──────── GIVEN DATA ────────

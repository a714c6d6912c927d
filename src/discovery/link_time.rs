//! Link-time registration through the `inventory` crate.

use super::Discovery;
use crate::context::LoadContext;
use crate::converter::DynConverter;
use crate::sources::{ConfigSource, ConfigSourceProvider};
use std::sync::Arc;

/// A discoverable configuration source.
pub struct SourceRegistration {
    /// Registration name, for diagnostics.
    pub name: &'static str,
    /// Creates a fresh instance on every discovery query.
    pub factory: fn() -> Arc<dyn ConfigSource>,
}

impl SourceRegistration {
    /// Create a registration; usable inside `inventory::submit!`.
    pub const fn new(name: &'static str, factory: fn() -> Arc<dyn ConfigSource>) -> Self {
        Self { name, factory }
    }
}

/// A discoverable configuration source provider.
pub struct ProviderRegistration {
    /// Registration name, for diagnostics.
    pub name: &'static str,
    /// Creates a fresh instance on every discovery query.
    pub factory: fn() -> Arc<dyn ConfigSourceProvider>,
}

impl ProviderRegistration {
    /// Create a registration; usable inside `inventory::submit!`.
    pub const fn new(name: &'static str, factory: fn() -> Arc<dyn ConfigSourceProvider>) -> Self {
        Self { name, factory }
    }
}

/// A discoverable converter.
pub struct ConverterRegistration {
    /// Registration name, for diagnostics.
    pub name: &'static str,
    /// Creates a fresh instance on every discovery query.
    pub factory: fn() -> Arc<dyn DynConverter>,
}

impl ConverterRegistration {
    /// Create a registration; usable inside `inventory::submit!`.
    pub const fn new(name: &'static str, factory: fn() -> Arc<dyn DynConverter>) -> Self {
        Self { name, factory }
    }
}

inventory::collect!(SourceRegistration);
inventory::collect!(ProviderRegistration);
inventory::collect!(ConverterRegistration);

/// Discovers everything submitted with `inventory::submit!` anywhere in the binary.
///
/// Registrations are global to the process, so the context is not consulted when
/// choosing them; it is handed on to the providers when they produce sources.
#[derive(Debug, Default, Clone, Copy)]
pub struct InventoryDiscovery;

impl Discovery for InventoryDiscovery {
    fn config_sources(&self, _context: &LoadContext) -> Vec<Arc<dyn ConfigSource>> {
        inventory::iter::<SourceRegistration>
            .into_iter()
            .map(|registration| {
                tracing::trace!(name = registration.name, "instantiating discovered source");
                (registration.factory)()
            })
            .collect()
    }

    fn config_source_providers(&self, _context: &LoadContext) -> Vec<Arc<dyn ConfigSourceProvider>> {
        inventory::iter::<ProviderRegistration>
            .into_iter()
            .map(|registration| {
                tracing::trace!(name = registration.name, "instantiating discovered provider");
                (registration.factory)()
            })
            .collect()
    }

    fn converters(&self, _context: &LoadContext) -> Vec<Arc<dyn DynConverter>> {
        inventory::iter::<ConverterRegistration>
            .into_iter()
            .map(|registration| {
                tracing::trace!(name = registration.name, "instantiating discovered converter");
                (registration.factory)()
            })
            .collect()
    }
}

────────
──────── GIVEN DATA ────────

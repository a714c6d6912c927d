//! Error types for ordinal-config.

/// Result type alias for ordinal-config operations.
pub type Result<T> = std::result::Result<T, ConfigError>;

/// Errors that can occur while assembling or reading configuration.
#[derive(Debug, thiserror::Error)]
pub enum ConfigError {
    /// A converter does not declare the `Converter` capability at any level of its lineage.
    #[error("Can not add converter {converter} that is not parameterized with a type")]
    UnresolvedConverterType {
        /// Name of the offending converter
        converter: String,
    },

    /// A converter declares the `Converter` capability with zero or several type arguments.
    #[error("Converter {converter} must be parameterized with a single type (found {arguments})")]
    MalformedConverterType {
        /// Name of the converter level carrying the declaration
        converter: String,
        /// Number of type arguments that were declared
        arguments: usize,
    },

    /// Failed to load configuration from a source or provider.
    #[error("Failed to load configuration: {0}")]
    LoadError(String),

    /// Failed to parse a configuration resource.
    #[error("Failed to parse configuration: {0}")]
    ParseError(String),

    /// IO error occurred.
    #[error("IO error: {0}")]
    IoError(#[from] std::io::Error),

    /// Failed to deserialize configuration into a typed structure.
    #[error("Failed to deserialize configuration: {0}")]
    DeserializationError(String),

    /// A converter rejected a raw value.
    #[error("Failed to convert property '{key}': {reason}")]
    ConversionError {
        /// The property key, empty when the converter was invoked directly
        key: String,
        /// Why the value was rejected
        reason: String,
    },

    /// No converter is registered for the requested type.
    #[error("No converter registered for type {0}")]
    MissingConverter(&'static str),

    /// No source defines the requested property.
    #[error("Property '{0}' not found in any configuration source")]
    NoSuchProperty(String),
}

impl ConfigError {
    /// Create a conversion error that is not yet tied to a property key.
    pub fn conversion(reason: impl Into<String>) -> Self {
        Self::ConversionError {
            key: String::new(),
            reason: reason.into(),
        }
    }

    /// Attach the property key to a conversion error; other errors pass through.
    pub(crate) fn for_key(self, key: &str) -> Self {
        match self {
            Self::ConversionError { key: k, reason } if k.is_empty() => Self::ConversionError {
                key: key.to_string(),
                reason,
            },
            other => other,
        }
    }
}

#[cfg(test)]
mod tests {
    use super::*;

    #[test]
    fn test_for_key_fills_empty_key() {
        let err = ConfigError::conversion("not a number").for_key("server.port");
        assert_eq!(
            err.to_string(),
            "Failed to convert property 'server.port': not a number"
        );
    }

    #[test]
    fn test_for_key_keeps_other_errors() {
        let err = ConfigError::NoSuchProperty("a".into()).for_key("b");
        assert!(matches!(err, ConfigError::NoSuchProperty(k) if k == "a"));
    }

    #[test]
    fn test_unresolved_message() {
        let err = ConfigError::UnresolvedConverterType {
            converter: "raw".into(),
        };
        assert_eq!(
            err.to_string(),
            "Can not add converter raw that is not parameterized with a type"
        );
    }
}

────────
──────── GIVEN DATA ────────

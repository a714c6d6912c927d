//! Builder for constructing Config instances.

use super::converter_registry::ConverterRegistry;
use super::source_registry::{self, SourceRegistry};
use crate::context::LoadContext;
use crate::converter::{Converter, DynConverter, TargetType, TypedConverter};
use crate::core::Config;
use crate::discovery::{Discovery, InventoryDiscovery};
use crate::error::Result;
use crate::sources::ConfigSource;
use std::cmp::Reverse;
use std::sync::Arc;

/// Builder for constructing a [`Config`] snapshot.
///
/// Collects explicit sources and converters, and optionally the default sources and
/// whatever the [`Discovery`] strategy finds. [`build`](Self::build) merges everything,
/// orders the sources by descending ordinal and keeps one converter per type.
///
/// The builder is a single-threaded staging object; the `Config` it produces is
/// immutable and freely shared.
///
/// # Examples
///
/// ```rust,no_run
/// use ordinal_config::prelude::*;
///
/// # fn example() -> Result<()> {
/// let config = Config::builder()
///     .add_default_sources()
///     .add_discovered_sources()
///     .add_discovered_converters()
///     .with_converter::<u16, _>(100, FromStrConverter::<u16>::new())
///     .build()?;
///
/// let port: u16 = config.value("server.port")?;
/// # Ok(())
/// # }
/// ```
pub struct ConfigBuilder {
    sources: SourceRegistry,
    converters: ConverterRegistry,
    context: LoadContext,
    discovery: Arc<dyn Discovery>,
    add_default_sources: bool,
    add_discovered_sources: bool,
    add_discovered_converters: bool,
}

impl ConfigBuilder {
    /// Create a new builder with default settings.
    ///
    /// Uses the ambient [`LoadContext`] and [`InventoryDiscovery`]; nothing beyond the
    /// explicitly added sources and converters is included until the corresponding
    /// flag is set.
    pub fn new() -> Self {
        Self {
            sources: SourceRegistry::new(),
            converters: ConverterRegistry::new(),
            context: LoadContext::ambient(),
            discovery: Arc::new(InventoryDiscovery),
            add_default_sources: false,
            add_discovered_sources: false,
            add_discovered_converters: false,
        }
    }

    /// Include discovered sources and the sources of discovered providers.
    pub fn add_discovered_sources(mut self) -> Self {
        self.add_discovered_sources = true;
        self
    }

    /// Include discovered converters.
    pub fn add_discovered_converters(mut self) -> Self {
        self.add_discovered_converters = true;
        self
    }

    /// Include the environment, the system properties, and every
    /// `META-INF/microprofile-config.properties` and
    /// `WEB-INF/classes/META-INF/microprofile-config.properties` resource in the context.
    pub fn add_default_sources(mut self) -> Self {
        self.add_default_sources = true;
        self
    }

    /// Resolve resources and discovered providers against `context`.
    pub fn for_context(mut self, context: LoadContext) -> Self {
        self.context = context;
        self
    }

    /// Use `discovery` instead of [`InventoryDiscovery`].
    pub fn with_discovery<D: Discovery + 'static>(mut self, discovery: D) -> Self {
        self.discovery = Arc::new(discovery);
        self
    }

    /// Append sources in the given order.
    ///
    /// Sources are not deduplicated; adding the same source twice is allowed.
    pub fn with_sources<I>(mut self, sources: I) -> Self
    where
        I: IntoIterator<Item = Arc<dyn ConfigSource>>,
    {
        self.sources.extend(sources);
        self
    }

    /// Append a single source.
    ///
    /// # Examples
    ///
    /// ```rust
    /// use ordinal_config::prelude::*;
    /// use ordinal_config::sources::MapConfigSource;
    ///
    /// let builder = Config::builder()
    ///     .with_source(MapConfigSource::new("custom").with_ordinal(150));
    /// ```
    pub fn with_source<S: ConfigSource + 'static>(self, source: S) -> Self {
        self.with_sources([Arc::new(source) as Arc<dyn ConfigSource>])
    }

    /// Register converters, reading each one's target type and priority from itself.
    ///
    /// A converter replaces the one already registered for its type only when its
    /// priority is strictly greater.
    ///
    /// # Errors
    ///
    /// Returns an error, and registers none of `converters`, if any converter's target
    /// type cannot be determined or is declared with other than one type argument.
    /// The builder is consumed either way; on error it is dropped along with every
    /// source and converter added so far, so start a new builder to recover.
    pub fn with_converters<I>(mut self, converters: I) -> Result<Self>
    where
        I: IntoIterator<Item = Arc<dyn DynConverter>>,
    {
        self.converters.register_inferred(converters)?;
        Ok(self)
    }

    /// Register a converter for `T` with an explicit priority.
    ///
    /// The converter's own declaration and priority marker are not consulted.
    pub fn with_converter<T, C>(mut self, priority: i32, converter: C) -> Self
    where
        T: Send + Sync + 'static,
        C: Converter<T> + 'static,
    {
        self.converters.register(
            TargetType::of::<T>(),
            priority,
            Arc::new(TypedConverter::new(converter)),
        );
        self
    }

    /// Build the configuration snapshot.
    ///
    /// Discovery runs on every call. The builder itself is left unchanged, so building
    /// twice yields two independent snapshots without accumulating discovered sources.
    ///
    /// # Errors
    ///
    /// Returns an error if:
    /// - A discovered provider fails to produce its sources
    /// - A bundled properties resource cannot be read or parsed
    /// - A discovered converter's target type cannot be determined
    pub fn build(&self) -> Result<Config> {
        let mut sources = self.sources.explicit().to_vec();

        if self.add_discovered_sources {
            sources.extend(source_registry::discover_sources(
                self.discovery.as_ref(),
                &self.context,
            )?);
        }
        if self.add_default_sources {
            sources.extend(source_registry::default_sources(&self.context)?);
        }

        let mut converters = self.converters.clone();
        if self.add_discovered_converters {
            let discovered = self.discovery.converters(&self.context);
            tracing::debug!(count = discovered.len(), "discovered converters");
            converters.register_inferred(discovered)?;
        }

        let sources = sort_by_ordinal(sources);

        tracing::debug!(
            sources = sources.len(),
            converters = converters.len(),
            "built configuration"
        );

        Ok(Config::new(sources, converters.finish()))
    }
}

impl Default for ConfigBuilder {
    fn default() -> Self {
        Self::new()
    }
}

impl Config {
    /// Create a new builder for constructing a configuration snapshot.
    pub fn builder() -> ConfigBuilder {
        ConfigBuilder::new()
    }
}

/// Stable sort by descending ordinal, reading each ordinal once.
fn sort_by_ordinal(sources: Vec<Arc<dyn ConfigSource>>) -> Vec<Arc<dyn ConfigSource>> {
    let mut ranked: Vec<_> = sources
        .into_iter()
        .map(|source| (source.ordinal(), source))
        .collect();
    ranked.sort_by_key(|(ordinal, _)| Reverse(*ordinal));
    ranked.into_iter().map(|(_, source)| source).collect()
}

────────

■ WHAT THIS TASK INVOLVES
How many of the lines above contain the word "ranked"? Give the number alone.

■ ANSWER SECTION
3